# WORK TO BE COMPLETED:
Reproduce only the stretch of entries below that begins at the first line and ends at the line holding "interests, carried for personalization.".

# EXTRACTED RECORDS:

//! Event types flowing through the pipeline.
//!
//! Every record is JSON on the wire (the inbound producer and the dashboard
//! both speak JSON), so all types here derive serde with stable field names.
//!
//! The flow is strictly forward:
//!
//! 1. [`LocationEvent`] - one per raw GPS sample, carries a profile snapshot
//!    so downstream stages need no extra lookup.
//! 2. [`ShopProximityEvent`] - zero or many per location event, one per shop
//!    within the proximity radius.
//! 3. [`NotificationEvent`] - terminal record of a successful notification
//!    decision.
//! 4. [`AnalyticsEvent`] - companion record feeding the aggregate statistics.

use chrono::{DateTime, Utc};
use serde::{Deserialize, Serialize};

/// A raw user position sample with the profile attributes needed downstream.
#[derive(Debug, Clone, PartialEq, Serialize, Deserialize)]
pub struct LocationEvent {
    /// Subject user.
    pub user_id: i64,
    /// Latitude in decimal degrees.
    pub latitude: f64,
    /// Longitude in decimal degrees.
    pub longitude: f64,
    /// When the sample was taken.
    pub timestamp: DateTime<Utc>,
    /// User age, carried for personalization.
    pub age: u32,
    /// User profession, carried for personalization.
    pub profession: String,
    /// Free-text interests, carried for personalization.
    pub interests: String,
}

/// Assertion that a user is within threshold distance of a shop.
///
/// One instance per (location event, nearby shop) pair; a single ping can fan
/// out to many of these, or none.
#[derive(Debug, Clone, PartialEq, Serialize, Deserialize)]
pub struct ShopProximityEvent {
    /// Subject user.
    pub user_id: i64,
    /// Shop the user is close to.
    pub shop_id: i64,
    /// Display name of the shop.
    pub shop_name: String,
    /// Shop category (bar, bookstore, ...).
    pub shop_category: String,
    /// Distance from the user to the shop, meters.
    pub distance: f64,
    /// Triggering latitude.
    pub latitude: f64,
    /// Triggering longitude.
    pub longitude: f64,
    /// Timestamp of the triggering location event.
    pub timestamp: DateTime<Utc>,
    /// User age for personalization.
    pub user_age: u32,
    /// User profession for personalization.
    pub user_profession: String,
    /// User interests for personalization.
    pub user_interests: String,
}

/// Terminal record of a notification that was actually sent.
#[derive(Debug, Clone, PartialEq, Serialize, Deserialize)]
pub struct NotificationEvent {
    /// Unique id, `"{user_id}_{shop_id}_{unix_ts}"`. Doubles as the
    /// idempotency key under at-least-once redelivery.
    pub event_id: String,
    /// Subject user.
    pub user_id: i64,
    /// Shop the notification is about.
    pub shop_id: i64,
    /// Display name of the shop.
    pub shop_name: String,
    /// Shop category.
    pub shop_category: String,
    /// The generated (or fallback) message text.
    pub message: String,
    /// Distance from the user to the shop, meters.
    pub distance: f64,
    /// Triggering latitude.
    pub latitude: f64,
    /// Triggering longitude.
    pub longitude: f64,
    /// Timestamp of the triggering proximity event.
    pub timestamp: DateTime<Utc>,
    /// Whether the message came from the cache.
    #[serde(default)]
    pub from_cache: bool,
    /// Generator call latency in milliseconds; zero/absent on cache hits.
    #[serde(default)]
    pub generation_time_ms: Option<f64>,
}

impl NotificationEvent {
    /// Derive the unique event id for a (user, shop, timestamp) triple.
    #[must_use]
    pub fn derive_id(user_id: i64, shop_id: i64, timestamp: DateTime<Utc>) -> String {
        format!("{user_id}_{shop_id}_{}", timestamp.timestamp())
    }
}

/// Discriminant for [`AnalyticsEvent`] records.
#[derive(Debug, Clone, Copy, PartialEq, Eq, Serialize, Deserialize)]
#[serde(rename_all = "snake_case")]
pub enum AnalyticsKind {
    /// A location sample was processed.
    Location,
    /// A notification was sent.
    Notification,
    /// A shop visit was recorded.
    ShopVisit,
}

/// Free-form analytics record used to update the aggregate statistics.
#[derive(Debug, Clone, PartialEq, Serialize, Deserialize)]
pub struct AnalyticsEvent {
    /// What kind of event this records.
    pub event_type: AnalyticsKind,
    /// Subject user.
    pub user_id: i64,
    /// Shop involved, if any.
    #[serde(default)]
    pub shop_id: Option<i64>,
    /// Category of the shop involved, if any.
    #[serde(default)]
    pub shop_category: Option<String>,
    /// Distance involved, if any, meters.
    #[serde(default)]
    pub distance: Option<f64>,
    /// When the underlying event happened.
    pub timestamp: DateTime<Utc>,
    /// Free-form metadata (cache-hit flag, generation latency, ...).
    #[serde(default)]
    pub metadata: serde_json::Map<String, serde_json::Value>,
}

impl AnalyticsEvent {
    /// Build the companion analytics record for a sent notification.
    #[must_use]
    pub fn for_notification(notification: &NotificationEvent) -> Self {
        let mut metadata = serde_json::Map::new();
        metadata.insert("from_cache".into(), notification.from_cache.into());
        metadata.insert(
            "generation_time_ms".into(),
            notification.generation_time_ms.into(),
        );
        metadata.insert(
            "message_length".into(),
            (notification.message.len() as u64).into(),
        );

        Self {
            event_type: AnalyticsKind::Notification,
            user_id: notification.user_id,
            shop_id: Some(notification.shop_id),
            shop_category: Some(notification.shop_category.clone()),
            distance: Some(notification.distance),
            timestamp: notification.timestamp,
            metadata,
        }
    }
}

# SOLUTION TO THIS TASK:
//! Event types flowing through the pipeline.
//!
//! Every record is JSON on the wire (the inbound producer and the dashboard
//! both speak JSON), so all types here derive serde with stable field names.
//!
//! The flow is strictly forward:
//!
//! 1. [`LocationEvent`] - one per raw GPS sample, carries a profile snapshot
//!    so downstream stages need no extra lookup.
//! 2. [`ShopProximityEvent`] - zero or many per location event, one per shop
//!    within the proximity radius.
//! 3. [`NotificationEvent`] - terminal record of a successful notification
//!    decision.
//! 4. [`AnalyticsEvent`] - companion record feeding the aggregate statistics.

use chrono::{DateTime, Utc};
use serde::{Deserialize, Serialize};

/// A raw user position sample with the profile attributes needed downstream.
#[derive(Debug, Clone, PartialEq, Serialize, Deserialize)]
pub struct LocationEvent {
    /// Subject user.
    pub user_id: i64,
    /// Latitude in decimal degrees.
    pub latitude: f64,
    /// Longitude in decimal degrees.
    pub longitude: f64,
    /// When the sample was taken.
    pub timestamp: DateTime<Utc>,
    /// User age, carried for personalization.
    pub age: u32,
    /// User profession, carried for personalization.
    pub profession: String,
    /// Free-text interests, carried for personalization.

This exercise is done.